Elizabeth M. As Senior Program Officer, she manages CT Health's ten year strategic objective to reduce racial and ethnic disparities by improving the patient-provider interaction. Her responsibilties include developing programmatic initiatives, reviewing proposals, monitoring a multi-million dollar grant portfolio, and providing technical assistance to grantees.
Her tenure with CDC included assignments with the National Center for Injury Prevention and Control and the CDC Foundation where she worked on traumatic brain injury, program evaluation, emergency preparedness, and mobile mammography. While at Harvard she studied health literacy with Rima Rudd, her graduate advisor, and went on to initiate successful health literacy programs at the Colorado Department of Public Health and the Connecticut Health Foundation. Agency for Health Care Research and Quality.
National health care disparities report Retrieved on May 4, , from www. Andrews , M.
Andrulis , D. Integrating literacy, culture, and language to improve health care quality for diverse populations, American Journal of Health Behavior. Retrieved on May 4, from www. Berkman , N. Literacy and health outcomes. January Burt , M. Campinha-Bacote , J. Many faces: Addressing diversity in health care.
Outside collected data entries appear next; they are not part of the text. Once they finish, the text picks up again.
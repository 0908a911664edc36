use std::time::Duration;

use rand::rngs::StdRng;
use rand::SeedableRng;
use tracing::{debug, info, warn};

use crate::config::ProviderConfig;
use crate::error::FlightError;
use crate::mock::{self, MOCK_SOURCE};
use crate::model::{sort_flights, FlightResult, Highlights, SearchMeta, SearchResponse};
use crate::provider::{self, FlightProvider};
use crate::query::{LegQuery, SearchParams, SearchRequest};

/// What one provider managed to produce for a search.
enum Attempt {
    /// Every requested leg has results.
    Complete(Vec<FlightResult>),
    /// Round trip where only the outbound leg has results.
    OutboundOnly(Vec<FlightResult>),
    Unavailable,
}

/// Ordered fallback over flight providers, ending in mock data.
///
/// Providers are tried one at a time in the order given. The first one with
/// results for every leg wins. A round trip with only outbound results is kept
/// as a fallback below any complete result and above mock data.
pub struct ProviderChain {
    providers: Vec<Box<dyn FlightProvider>>,
    call_timeout: Duration,
    mock_seed: Option<u64>,
}

impl ProviderChain {
    pub fn new(providers: Vec<Box<dyn FlightProvider>>) -> Self {
        Self {
            providers,
            call_timeout: ProviderConfig::default().call_timeout,
            mock_seed: None,
        }
    }

    pub fn from_config(config: &ProviderConfig) -> Result<Self, FlightError> {
        let chain = Self::new(provider::from_config(config)?).with_call_timeout(config.call_timeout);
        Ok(match config.mock_seed {
            Some(seed) => chain.with_mock_seed(seed),
            None => chain,
        })
    }

    pub fn with_call_timeout(mut self, timeout: Duration) -> Self {
        self.call_timeout = timeout;
        self
    }

    pub fn with_mock_seed(mut self, seed: u64) -> Self {
        self.mock_seed = Some(seed);
        self
    }

    /// Names of providers that have the configuration they need.
    pub fn enabled_providers(&self) -> Vec<&str> {
        self.providers
            .iter()
            .filter(|p| p.is_enabled())
            .map(|p| p.name())
            .collect()
    }

    /// Validates `request` and resolves it. Fails only on invalid input.
    pub async fn resolve(&self, request: SearchRequest) -> Result<SearchResponse, FlightError> {
        let params = request.validate()?;
        Ok(self.resolve_params(&params).await)
    }

    /// Resolves already validated parameters. Always yields at least one
    /// result.
    pub async fn resolve_params(&self, params: &SearchParams) -> SearchResponse {
        info!(
            from = %params.origin,
            to = %params.destination,
            depart = %params.depart_date,
            return_date = ?params.return_date,
            currency = %params.currency,
            "flight search"
        );

        let mut partial: Option<(&str, Vec<FlightResult>)> = None;

        for provider in &self.providers {
            if !provider.is_enabled() {
                debug!(provider = provider.name(), "provider not configured, skipping");
                continue;
            }

            match self.attempt(provider.as_ref(), params).await {
                Attempt::Complete(flights) => {
                    info!(provider = provider.name(), results = flights.len(), "using provider");
                    return respond(params, flights, provider.name(), false);
                }
                Attempt::OutboundOnly(flights) => {
                    info!(
                        provider = provider.name(),
                        results = flights.len(),
                        "return leg empty, keeping outbound results as fallback"
                    );
                    if partial.is_none() {
                        partial = Some((provider.name(), flights));
                    }
                }
                Attempt::Unavailable => {}
            }
        }

        if let Some((source, flights)) = partial {
            info!(provider = source, "using outbound-only results");
            return respond(params, flights, source, true);
        }

        info!("no provider returned results, using mock data");
        let mut rng = match self.mock_seed {
            Some(seed) => StdRng::seed_from_u64(seed),
            None => StdRng::from_entropy(),
        };
        let flights = mock::generate(params, &mut rng);
        respond(params, flights, MOCK_SOURCE, false)
    }

    async fn attempt(&self, provider: &dyn FlightProvider, params: &SearchParams) -> Attempt {
        let outbound = params.outbound();

        match params.return_leg() {
            None => match self.fetch_leg(provider, &outbound).await {
                Some(flights) => Attempt::Complete(flights),
                None => Attempt::Unavailable,
            },
            Some(inbound) => {
                let (out, back) = tokio::join!(
                    self.fetch_leg(provider, &outbound),
                    self.fetch_leg(provider, &inbound)
                );
                match (out, back) {
                    (Some(mut out), Some(back)) => {
                        out.extend(back);
                        Attempt::Complete(out)
                    }
                    (Some(out), None) => Attempt::OutboundOnly(out),
                    (None, _) => Attempt::Unavailable,
                }
            }
        }
    }

    /// Fetches one leg, absorbing every failure. `None` means nothing usable.
    async fn fetch_leg(&self, provider: &dyn FlightProvider, leg: &LegQuery) -> Option<Vec<FlightResult>> {
        let leg_tag = leg.direction.tag();
        let result = match tokio::time::timeout(self.call_timeout, provider.fetch(leg)).await {
            Ok(result) => result,
            Err(_) => Err(FlightError::Timeout),
        };

        match result {
            Ok(mut flights) => {
                if let Some(max) = leg.max_stops {
                    flights.retain(|f| f.stops <= max);
                }
                if flights.is_empty() {
                    debug!(provider = provider.name(), leg = leg_tag, "no results");
                    None
                } else {
                    Some(flights)
                }
            }
            Err(e) => {
                warn!(provider = provider.name(), leg = leg_tag, error = %e, "provider unavailable");
                None
            }
        }
    }
}

fn respond(
    params: &SearchParams,
    mut flights: Vec<FlightResult>,
    source: &str,
    return_leg_missing: bool,
) -> SearchResponse {
    if let Some(order) = params.sort {
        sort_flights(&mut flights, order);
    }
    SearchResponse {
        success: true,
        meta: SearchMeta {
            count: flights.len(),
            currency: params.currency.clone(),
            trip_type: params.trip,
            api_used: source.to_string(),
            return_leg_missing,
            highlights: Highlights::from_flights(&flights),
        },
        flights,
    }
}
Online Journal of Issues in Nursing, 8 1. Patient education: Addressing cultural diversity and health literacy issues. Urologic Nursing, 27 5 , Coyne , C. Social and cultural factors influencing health in southern West Virginia: A qualitative study. Preventing Chronic Disease, 3 4. Eiser , A.
Viewpoint: Cultural competence and the African American experience with health care: The case for specific content in cross-cultural education. Academic Medicine, 82 2 , Elder , K. Flores , M. Ambulatory Pediatrics 5 6 , Gamm , L. Rural healthy people A companion document to healthy people Galanti , G. Caring for patients from other cultures. Philadelphia: University of Pennsylvania Press.
Giger , J. Transcultural nursing: Assessment and intervention. Harthorn , B. Risk, culture, and health inequality: Shifting perceptions of danger and blame. Westport, CT: Praeger. Hunter , J. Retrieved on May 4 , from www. Institute of Medicine. Health literacy: A prescription to end confusion.